On 03/12/2014 12:44 PM, Peter Levart wrote:
On 03/11/2014 05:46 PM, Vladimir Ivanov wrote:
So all you're achieving by annotating prepend() method is that any
exception stack trace, in case it is thrown inside the prepend() method,
will hide where it was thrown from. In case all LambdaForm frames
leading to the prepend() method were also hidden, the exception would
appear to be thrown from the invocation of the MH...
Yes. Also, Thread.dumpStack() won't list it.
Do you see any problem here?

It depends on what you're trying to achieve. Whether you're trying to hide the internals even in situations where something goes wrong or you're trying to simplify debugging in case something goes wrong. But I guess not much can go wrong in this method as I suspect the passed-in 'array' can't be null, so it really doesn't matter.
...currently. But if this method is (re)used in other contexts in the future, ...


Regards, Peter

Best regards,
Vladimir Ivanov


Regards, Peter


Best regards,
Vladimir Ivanov

Regards, Peter


There's not much value in it in this particular case, but I decided to
reduce possible noise.

Best regards,
Vladimir Ivanov

On 3/11/14 3:35 PM, Peter Levart wrote:
Hi,

Excuse my ignorant question: What is the purpose of @LambdaForm.Hidden
annotation?

I suspect it has to do with hiding the call frames in stack traces
that
are part of LambdaForm invocation chain. In this case, method:

     private static Object[] prepend(Object elem, Object[] array)

in MethodHandleImpl need not be annotated with this annotation, since
it's call frame is not on stack when one of the target methods is
executed. It's just a function used to calculate the argument of the
call. In fact, if prepend() ever throws exception (NPE in case
array is
null?), It would be preferable that it's call frame is visible in the
stack trace.

Am I right or am I just talking nonsense?

Regards, Peter


On 03/11/2014 12:12 AM, Vladimir Ivanov wrote:
John, Chris, thanks!

Best regards,
Vladimir Ivanov

On 3/11/14 3:08 AM, Christian Thalinger wrote:
Even better.

On Mar 10, 2014, at 3:21 PM, Vladimir Ivanov
<vladimir.x.iva...@oracle.com> wrote:

Chris, thanks for the review.

John suggested an elegant way to fix the problem - use
asFixedArity.

Updated fix:
http://cr.openjdk.java.net/~vlivanov/8036117/webrev.01/

Best regards,
Vladimir Ivanov

On 3/8/14 4:51 AM, Christian Thalinger wrote:
Seems good to me. I’d like to have another name for this method:

+     private static Object invokeCustom(MethodHandle target,
Object... args) throws Throwable {

On Mar 4, 2014, at 12:00 PM, Vladimir Ivanov
<vladimir.x.iva...@oracle.com> wrote:

http://cr.openjdk.java.net/~vlivanov/8036117/webrev.00/
https://bugs.openjdk.java.net/browse/JDK-8036117
84 lines changed: 74 ins; 3 del; 7 mod

I have to revert a cleanup I did for 8027827.
MethodHandle.invokeWithArguments (and generic invocation) has
unpleasant
peculiarity in behavior when used with VarargsCollector. So,
unfortunately, invokeWithArguments is not an option there.
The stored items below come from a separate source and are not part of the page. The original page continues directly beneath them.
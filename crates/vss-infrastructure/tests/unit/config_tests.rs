//! Configuration loading and validation tests
//!
//! Loader tests run inside `figment::Jail`, which serializes them and
//! restores the working directory and environment afterwards.

use figment::Jail;
use vss_domain::constants::{FETCH_DEFAULT_CONCURRENCY, IMAGE_BATCH_SIZE};
use vss_infrastructure::config::{
    AppConfig, CacheConfig, ConfigBuilder, ConfigLoader, FetchConfig,
};
use vss_infrastructure::constants::{
    DEFAULT_CACHE_PROVIDER, DEFAULT_EMBEDDING_PROVIDER, DEFAULT_LOG_LEVEL,
};

fn load(loader: &ConfigLoader) -> figment::error::Result<AppConfig> {
    loader.load().map_err(|e| e.to_string().into())
}

#[test]
fn defaults_apply_without_a_file() {
    Jail::expect_with(|_jail| {
        let config = load(&ConfigLoader::new())?;

        assert_eq!(config, AppConfig::default());
        assert_eq!(config.logging.level, DEFAULT_LOG_LEVEL);
        assert_eq!(config.fetch.concurrency, FETCH_DEFAULT_CONCURRENCY);
        assert_eq!(config.embedding.provider, DEFAULT_EMBEDDING_PROVIDER);
        assert_eq!(config.embedding.image_batch_size, IMAGE_BATCH_SIZE);
        assert_eq!(config.cache.provider, DEFAULT_CACHE_PROVIDER);
        assert!(config.cache.enabled);
        Ok(())
    });
}

#[test]
fn explicit_file_overrides_defaults() {
    Jail::expect_with(|jail| {
        jail.create_file(
            "custom.toml",
            r#"
                [store]
                provider = "filesystem"
                root = "/srv/images"

                [fetch]
                concurrency = 12
                jitter = false
            "#,
        )?;

        let config = load(&ConfigLoader::new().with_config_path("custom.toml"))?;

        assert_eq!(config.store.provider, "filesystem");
        assert_eq!(
            config.store.root.as_deref(),
            Some(std::path::Path::new("/srv/images"))
        );
        assert_eq!(config.fetch.concurrency, 12);
        assert!(!config.fetch.jitter);
        assert_eq!(config.fetch.max_attempts, FetchConfig::default().max_attempts);
        Ok(())
    });
}

#[test]
fn discovers_vss_toml_in_working_directory() {
    Jail::expect_with(|jail| {
        jail.create_file("vss.toml", "[cache]\ncapacity = 64\n")?;

        let config = load(&ConfigLoader::new())?;

        assert_eq!(config.cache.capacity, 64);
        Ok(())
    });
}

#[test]
fn environment_overrides_file() {
    Jail::expect_with(|jail| {
        jail.create_file("vss.toml", "[fetch]\nconcurrency = 12\n")?;
        jail.set_env("VSS_FETCH__CONCURRENCY", "16");
        jail.set_env("VSS_EMBEDDING__PROVIDER", "null");
        jail.set_env("VSS_CACHE__ENABLED", "false");

        let config = load(&ConfigLoader::new())?;

        assert_eq!(config.fetch.concurrency, 16);
        assert_eq!(config.embedding.provider, "null");
        assert!(!config.cache.enabled);
        Ok(())
    });
}

#[test]
fn custom_env_prefix_is_honored() {
    Jail::expect_with(|jail| {
        jail.set_env("IMGSEARCH_FETCH__MAX_ATTEMPTS", "5");
        jail.set_env("VSS_FETCH__MAX_ATTEMPTS", "7");

        let config = load(&ConfigLoader::new().with_env_prefix("IMGSEARCH"))?;

        assert_eq!(config.fetch.max_attempts, 5);
        Ok(())
    });
}

#[test]
fn missing_explicit_file_is_an_error() {
    Jail::expect_with(|_jail| {
        let err = ConfigLoader::new()
            .with_config_path("nope.toml")
            .load()
            .unwrap_err();
        assert!(err.to_string().contains("nope.toml"));
        Ok(())
    });
}

#[test]
fn zero_concurrency_is_rejected() {
    Jail::expect_with(|jail| {
        jail.set_env("VSS_FETCH__CONCURRENCY", "0");

        let err = ConfigLoader::new().load().unwrap_err();

        assert!(err.to_string().contains("concurrency"));
        Ok(())
    });
}

#[test]
fn malformed_values_are_configuration_errors() {
    Jail::expect_with(|jail| {
        jail.create_file("vss.toml", "[fetch]\nconcurrency = \"many\"\n")?;

        let err = ConfigLoader::new().load().unwrap_err();

        assert!(matches!(
            err,
            vss_domain::error::Error::Configuration { .. }
        ));
        Ok(())
    });
}

#[test]
fn save_then_load_preserves_values() {
    let dir = tempfile::TempDir::new().unwrap();
    let path = dir.path().join("saved.toml");
    let original = ConfigBuilder::new()
        .with_fetch(FetchConfig {
            concurrency: 20,
            backoff_base_ms: 50,
            ..FetchConfig::default()
        })
        .build()
        .unwrap();

    let loader = ConfigLoader::new().with_config_path(&path);
    loader.save_to_file(&original, &path).unwrap();
    let text = std::fs::read_to_string(&path).unwrap();
    let parsed: AppConfig = toml::from_str(&text).unwrap();

    assert_eq!(parsed, original);
}

#[test]
fn builder_validates() {
    assert!(
        ConfigBuilder::new()
            .with_cache(CacheConfig {
                capacity: 0,
                ..CacheConfig::default()
            })
            .build()
            .is_err()
    );
    assert!(
        ConfigBuilder::new()
            .with_cache(CacheConfig {
                enabled: false,
                capacity: 0,
                ..CacheConfig::default()
            })
            .build()
            .is_ok()
    );
}

#[test]
fn fetch_config_maps_to_policy() {
    let policy = FetchConfig {
        concurrency: 4,
        max_attempts: 2,
        backoff_base_ms: 250,
        jitter: false,
        target_size: 64,
    }
    .to_policy();

    assert_eq!(policy.concurrency, 4);
    assert_eq!(policy.max_attempts, 2);
    assert_eq!(policy.backoff_base, std::time::Duration::from_millis(250));
    assert_eq!(policy.backoff_delay(1), std::time::Duration::from_millis(500));
    assert_eq!(policy.target_size, 64);
}

#[test]
fn recommended_concurrency_range_is_flagged_not_rejected() {
    let with = |concurrency| FetchConfig {
        concurrency,
        ..FetchConfig::default()
    };

    assert!(FetchConfig::default().has_recommended_concurrency());
    assert!(with(10).has_recommended_concurrency());
    assert!(with(50).has_recommended_concurrency());
    assert!(!with(4).has_recommended_concurrency());
    assert!(!with(64).has_recommended_concurrency());
    assert!(ConfigBuilder::new().with_fetch(with(4)).build().is_ok());
}
//! # Visual Search Service
//!
//! Ranks the images stored under an object-store prefix by their
//! similarity to a free-text query, using a joint vision-language
//! embedding model.
//!
//! ## Example
//!
//! ```ignore
//! use vss::infrastructure::{ConfigLoader, init_search_context};
//! use vss::application::SearchPipeline;
//! use vss::domain::value_objects::ScopeRequest;
//!
//! let config = ConfigLoader::new().load()?;
//! let context = init_search_context(&config, true).await?;
//! let pipeline = SearchPipeline::new(context);
//!
//! let request = ScopeRequest::from_parts("media", Some("u1"), "summer", "red dress")?;
//! let outcome = pipeline.search(&request).await?;
//! for entry in outcome.ranking.top(5) {
//!     println!("{:.3} {}", entry.score, entry.key);
//! }
//! ```
//!
//! ## Architecture
//!
//! - `domain` - Value objects, errors and provider ports
//! - `application` - Lister, fetcher, embedding engine, ranker and pipeline
//! - `infrastructure` - Configuration, logging and bootstrap
//! - `providers` - Object stores, embedding models and caches
//! - `server` - Job request boundary and runtime loop

/// Domain layer - value objects, errors and ports
pub mod domain {
    pub use vss_domain::*;
}

/// Application layer - pipeline stages and the search use case
pub mod application {
    pub use vss_application::*;
}

/// Infrastructure layer - configuration, logging and bootstrap
pub mod infrastructure {
    pub use vss_infrastructure::*;
}

/// Provider implementations
pub mod providers {
    pub use vss_providers::*;
}

/// Job boundary and runtime
pub mod server {
    pub use vss_server::*;
}

// Re-export the main entry point at the crate root
pub use server::{RunOptions, run};
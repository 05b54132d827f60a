//! Request scope

use serde::{Deserialize, Serialize};

use crate::constants::KEY_SEPARATOR;
use crate::error::{Error, Result};

/// Value Object: Scope Request
///
/// Store identifier, scope prefix and query text for one invocation.
/// Constructed once per request and never mutated.
#[derive(Debug, Clone, PartialEq, Eq, Serialize, Deserialize)]
pub struct ScopeRequest {
    /// Store (bucket) identifier
    pub bucket: String,
    /// Effective prefix, always ending with the key separator
    pub prefix: String,
    /// Free-text search query
    pub query: String,
}

impl ScopeRequest {
    /// Build a request from its raw parts
    ///
    /// The effective prefix is the non-empty segments of
    /// `[user_id, prefix]` joined by `/` with exactly one trailing `/`.
    pub fn from_parts(
        bucket: &str,
        user_id: Option<&str>,
        prefix: &str,
        query: &str,
    ) -> Result<Self> {
        let bucket = bucket.trim();
        if bucket.is_empty() {
            return Err(Error::invalid_argument("bucket must not be empty"));
        }
        let query = query.trim();
        if query.is_empty() {
            return Err(Error::invalid_argument("query must not be empty"));
        }

        let prefix = scope_prefix(user_id, prefix);
        if prefix.is_empty() {
            return Err(Error::invalid_argument(
                "scope prefix must not be empty (set prefix or user_id)",
            ));
        }

        Ok(Self {
            bucket: bucket.to_string(),
            prefix,
            query: query.to_string(),
        })
    }
}

/// Join scope segments into a listing prefix
pub fn scope_prefix(user_id: Option<&str>, prefix: &str) -> String {
    let segments: Vec<&str> = user_id
        .into_iter()
        .chain(std::iter::once(prefix))
        .map(|s| s.trim().trim_matches(KEY_SEPARATOR))
        .filter(|s| !s.is_empty())
        .collect();

    if segments.is_empty() {
        return String::new();
    }
    let mut joined = segments.join("/");
    joined.push(KEY_SEPARATOR);
    joined
}
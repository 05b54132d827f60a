//! Configuration types module

pub mod app;
pub mod cache;
pub mod embedding;
pub mod fetch;
pub mod logging;
pub mod store;

// Re-export main types
pub use app::AppConfig;
pub use cache::CacheConfig;
pub use embedding::EmbeddingConfig;
pub use fetch::FetchConfig;
pub use logging::LoggingConfig;
pub use store::StoreConfig;
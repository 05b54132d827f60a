//! Job request and response payloads

use serde::{Deserialize, Serialize};
use vss_domain::error::Result;
use vss_domain::value_objects::{ScopeRequest, SearchMetrics, SearchOutcome};

/// A job as delivered by the runtime
#[derive(Debug, Clone, PartialEq, Eq, Deserialize)]
pub struct JobRequest {
    /// Job payload
    pub input: JobInput,
}

/// Search parameters of a job
///
/// `bucket_name` and `collection_name` are accepted as older spellings of
/// `bucket` and `prefix`.
#[derive(Debug, Clone, PartialEq, Eq, Deserialize)]
pub struct JobInput {
    /// Store identifier
    #[serde(alias = "bucket_name")]
    pub bucket: String,

    /// Optional scoping segment prepended to the prefix
    #[serde(default)]
    pub user_id: Option<String>,

    /// Collection prefix
    #[serde(alias = "collection_name", default)]
    pub prefix: String,

    /// Free-text query
    pub query: String,
}

impl JobInput {
    /// Validate and build the domain request
    pub fn to_scope_request(&self) -> Result<ScopeRequest> {
        ScopeRequest::from_parts(
            &self.bucket,
            self.user_id.as_deref(),
            &self.prefix,
            &self.query,
        )
    }
}

/// Body of a successful job
#[derive(Debug, Clone, PartialEq, Serialize)]
pub struct SearchResponse {
    /// Positions in `image_keys`, best match first
    pub sorted_indices: Vec<usize>,
    /// Processed keys in listing order
    pub image_keys: Vec<String>,
    /// Cosine similarities aligned with `sorted_indices`
    pub similarity_scores: Vec<f32>,
    /// Keys in rank order
    pub sorted_images: Vec<String>,
    /// Why the result is empty, when it is
    #[serde(skip_serializing_if = "Option::is_none")]
    pub note: Option<String>,
    /// Request metrics
    pub metrics: SearchMetrics,
}

impl From<SearchOutcome> for SearchResponse {
    fn from(outcome: SearchOutcome) -> Self {
        let ranking = &outcome.ranking;
        Self {
            sorted_indices: ranking.indices().collect(),
            similarity_scores: ranking.scores().collect(),
            sorted_images: ranking.keys().map(ToString::to_string).collect(),
            image_keys: outcome
                .image_keys
                .into_iter()
                .map(|k| k.into_inner())
                .collect(),
            note: outcome.note,
            metrics: outcome.metrics,
        }
    }
}

/// Body of a failed job
#[derive(Debug, Clone, PartialEq, Eq, Serialize)]
pub struct ErrorResponse {
    /// Human-readable failure message
    pub error: String,
}

/// What a job returns
#[derive(Debug, Clone, PartialEq, Serialize)]
#[serde(untagged)]
pub enum JobResponse {
    /// The search completed
    Success(SearchResponse),
    /// The search failed
    Failure(ErrorResponse),
}

impl JobResponse {
    /// An error response with `message`
    pub fn error(message: impl Into<String>) -> Self {
        Self::Failure(ErrorResponse {
            error: message.into(),
        })
    }

    /// Whether this is an error response
    pub fn is_error(&self) -> bool {
        matches!(self, Self::Failure(_))
    }
}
Looking at the API (excerpts from javadoc [1] [2]), the following
condition doesn't hold in that case:
   "trailing parameter type of the caller is a reference type
identical
to or assignable to the trailing parameter type of the adapter".

Example:
target.invokeWithArguments((Object[])args)
   =>
target.invoke((Object)o1,(Object)o2,(Object)o3)
   =/>
   target.invokeExact((Object)o1, (Object)o2, (Object[])o3)

because Object !<: Object[].

The fix is to skip unnecessary conversion when invoking a method
handle
and just do a pairwise type conversion.

Testing: failing test case, nashorn w/ experimental features
(octane)

Thanks!

Best regards,
Vladimir Ivanov

[1] MethodHandle.invokeWithArguments
"Performs a variable arity invocation, ..., as if via an inexact
invoke
from a call site which mentions only the type Object, and whose
arity is
the length of the argument array."

[2] MethodHandle.asVarargsCollector
"When called with plain, inexact invoke, if the caller type is
the
same
as the adapter, the adapter invokes the target as with
invokeExact.
(This is the normal behavior for invoke when types match.)

Otherwise, if the caller and adapter arity are the same, and the
trailing parameter type of the caller is a reference type
identical to
or assignable to the trailing parameter type of the adapter, the
arguments and return values are converted pairwise, as if by
asType on a
fixed arity method handle.

Otherwise, the arities differ, or the adapter's trailing
parameter
type
is not assignable from the corresponding caller type. In this
case, the
adapter replaces all trailing arguments from the original
trailing
argument position onward, by a new array of type arrayType, whose
elements comprise (in order) the replaced arguments."